# NETech(284) advice



## Donaill (8 Feb 2005)

Heres is the short and sweet of it.  Tech 10 years exp.  Out of tech work for 1 year. Spoke with recruiter during my interview.. He believes that I will not qualify as skilled because I have been out of the field for a year. I may have to go for tech training. The advantage, I suppose, is that I would be bringing that experience to teh course and my academic side is still quite strong.

 Just curious if anyone has seen this happen to others that have joined?
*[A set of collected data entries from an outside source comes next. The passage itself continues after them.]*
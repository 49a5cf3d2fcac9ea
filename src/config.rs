//! Tuning constants and paths. The defaults are the values the demo image
//! `carImage/4.jpg` was tuned with.

use std::path::PathBuf;

/// Everything the plate heuristic and the OCR preprocessing depend on.
#[derive(Debug, Clone, PartialEq)]
pub struct DetectParams {
    /// Gaussian kernel size, odd.
    pub blur_kernel: u32,
    pub canny_low: f32,
    pub canny_high: f32,
    /// Douglas-Peucker epsilon used before taking bounding rects.
    pub approx_epsilon: f64,

    pub min_ratio: f64,
    pub max_ratio: f64,
    pub min_area: u32,
    pub max_area: u32,

    pub y_threshold: i32,
    pub x_threshold: i32,

    /// Member counts accepted without further checks.
    pub plate_char_counts: [usize; 2],
    /// Groups must be larger than this to be checked for uniformity.
    pub min_group_len: usize,
    pub max_width_diff: i32,
    pub max_height_diff: i32,
    pub max_x_gap: i32,

    pub row_tolerance: f64,
    /// Member count of the two-row commercial plate layout.
    pub two_row_count: usize,

    pub margin_x: i32,
    pub margin_y: i32,

    pub ocr_scale: u32,
    pub threshold_block: u32,
    pub threshold_c: i32,
    pub preview_scale: u32,
}

impl Default for DetectParams {
    fn default() -> Self {
        Self {
            blur_kernel: 5,
            canny_low: 100.0,
            canny_high: 300.0,
            approx_epsilon: 3.0,
            min_ratio: 0.5,
            max_ratio: 2.5,
            min_area: 100,
            max_area: 700,
            y_threshold: 50,
            x_threshold: 50,
            plate_char_counts: [7, 8],
            min_group_len: 3,
            max_width_diff: 15,
            max_height_diff: 15,
            max_x_gap: 100,
            row_tolerance: 20.0,
            two_row_count: 8,
            margin_x: 20,
            margin_y: 10,
            ocr_scale: 3,
            threshold_block: 21,
            threshold_c: 10,
            preview_scale: 2,
        }
    }
}

impl DetectParams {
    /// Sigma a vision library derives from a kernel size when none is given.
    pub fn kernel_sigma(kernel: u32) -> f32 {
        0.3 * ((kernel as f32 - 1.0) * 0.5 - 1.0) + 0.8
    }
}

#[derive(Debug, Clone, PartialEq)]
pub struct OcrConfig {
    /// `None` lets tesseract use its compiled-in data path.
    pub tessdata: Option<String>,
    pub buffer_lang: String,
    pub line_lang: String,
    /// Page segmentation mode of the single line pass.
    pub line_psm: u32,
    /// Resolution reported to tesseract for images carrying no DPI.
    pub source_dpi: i32,
}

impl Default for OcrConfig {
    fn default() -> Self {
        Self {
            tessdata: None,
            buffer_lang: "kor".to_string(),
            line_lang: "kor".to_string(),
            line_psm: 7,
            source_dpi: 300,
        }
    }
}

#[derive(Debug, Clone, PartialEq)]
pub struct RunConfig {
    pub input: PathBuf,
    pub processed: PathBuf,
    pub debug_log: PathBuf,
    pub snapshots: Option<PathBuf>,
}

impl Default for RunConfig {
    fn default() -> Self {
        Self {
            input: PathBuf::from("carImage/4.jpg"),
            processed: PathBuf::from("carImage/temp.jpg"),
            debug_log: PathBuf::from("debug_log.txt"),
            snapshots: None,
        }
    }
}


#[cfg(test)]
mod test {

    use super::{ DetectParams, OcrConfig };

    #[test]
    fn kernel_sigma_matches_common_derivation() {
        assert!((DetectParams::kernel_sigma(5) - 1.1).abs() < 1e-5);
        assert!((DetectParams::kernel_sigma(21) - 3.5).abs() < 1e-5);
    }

    #[test]
    fn ocr_defaults() {
        let config = OcrConfig::default();
        assert_eq!(config.tessdata, None);
        assert_eq!(config.line_psm, 7);
        assert_eq!(config.source_dpi, 300);
    }
}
 I also took a look at ATIS Tech (226)... Impressive trade.


----------



## Navalsnpr (8 Feb 2005)

PM Sent


----------



## Navalsnpr (8 Feb 2005)

We have a guy that just re-joined after a 3 year lapse and he only had to complete his QL5 Equipment Phase only.

Hopefully the PM I sent you will get you to the person that can give some assistance.
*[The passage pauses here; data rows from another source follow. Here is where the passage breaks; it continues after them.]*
use clap::{ Arg, Command };
use env_logger::{ Builder, Env, Target };
use log::{ error, info };

use std::error::Error;
use std::path::PathBuf;
use std::process;

use plate_ocr::config::{ DetectParams, OcrConfig, RunConfig };
use plate_ocr::ocr::PlateReader;
use plate_ocr::utils::{ LogTee, Viewer };
use plate_ocr::Lpr;


fn main() -> Result<(), Box<dyn Error>> {
    let matches = Command::new("plate-ocr")
                    .version("0.1.0")
                    .about("Find the license plate in a car photo and read its number")
                    .arg(Arg::new("INPUT")
                        .help("image file with a license plate")
                        .index(1))
                    .arg(Arg::new("output")
                        .long("output")
                        .help("where the processed plate is written"))
                    .arg(Arg::new("log")
                        .long("log")
                        .help("debug log file, truncated on every run"))
                    .arg(Arg::new("tessdata")
                        .long("tessdata")
                        .help("tesseract data directory"))
                    .arg(Arg::new("lang")
                        .long("lang")
                        .help("language of the in-memory pass"))
                    .arg(Arg::new("line-lang")
                        .long("line-lang")
                        .help("language of the single line pass"))
                    .arg(Arg::new("snapshots")
                        .long("snapshots")
                        .help("directory receiving every intermediate image"))
                    .get_matches();

    let mut run = RunConfig::default();
    if let Some(input) = matches.get_one::<String>("INPUT") {
        run.input = PathBuf::from(input);
    }
    if let Some(output) = matches.get_one::<String>("output") {
        run.processed = PathBuf::from(output);
    }
    if let Some(log) = matches.get_one::<String>("log") {
        run.debug_log = PathBuf::from(log);
    }
    run.snapshots = matches.get_one::<String>("snapshots").map(PathBuf::from);

    let mut ocr_config = OcrConfig::default();
    ocr_config.tessdata = matches.get_one::<String>("tessdata").cloned();
    if let Some(lang) = matches.get_one::<String>("lang") {
        ocr_config.buffer_lang = lang.clone();
    }
    if let Some(lang) = matches.get_one::<String>("line-lang") {
        ocr_config.line_lang = lang.clone();
    }

    let tee = LogTee::create(&run.debug_log)?;
    Builder::from_env(Env::default().default_filter_or("info"))
        .format_timestamp(None)
        .target(Target::Pipe(Box::new(tee)))
        .init();

    let img = match image::open(&run.input) {
        Ok(img) => img,
        Err(e) => {
            error!("Could not load image {}: {}", run.input.display(), e);
            process::exit(1);
        }
    };

    let mut reader = match PlateReader::new(&ocr_config) {
        Ok(reader) => reader,
        Err(e) => {
            error!("Tesseract initialization failed! {}", e);
            process::exit(1);
        }
    };

    let lpr = Lpr::new(DetectParams::default(), Viewer::new(run.snapshots.clone()));
    let recognition = match lpr.recognize(&img, &mut reader, &run.processed) {
        Ok(recognition) => recognition,
        Err(e) => {
            error!("Exception caught: {}", e);
            None
        }
    };

    println!("Detected contours: {}", lpr.contour_count());
    let number = recognition.as_ref()
        .and_then(|r| r.plate_number.clone())
        .unwrap_or_else(|| "0".to_string());
    if let Some(recognition) = &recognition {
        info!("Line Text: {}", recognition.line_text.trim_end());
    }
    println!("carNumber : {}", number);

    Ok(())
}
ATIS Tech is a good trade as well. There have been a few NE Techs and NWT's complete OT's to that trade over the past 5 years.


----------



## NavyShooter (8 Mar 2005)

Helped a guy join up a little while ago as a 283 (like myself) and he was out of trade for a while.

They ended up sending him back to school for a bit, but it's good to get a review like that.

Now, being out for a bit might affect bonuses that you might be elligible for.  Make sure you have transcripts of whatever training you've taken, and provide copies (do not surrender the originals) for the recruiting office.

HTH,

NavyShooter


----------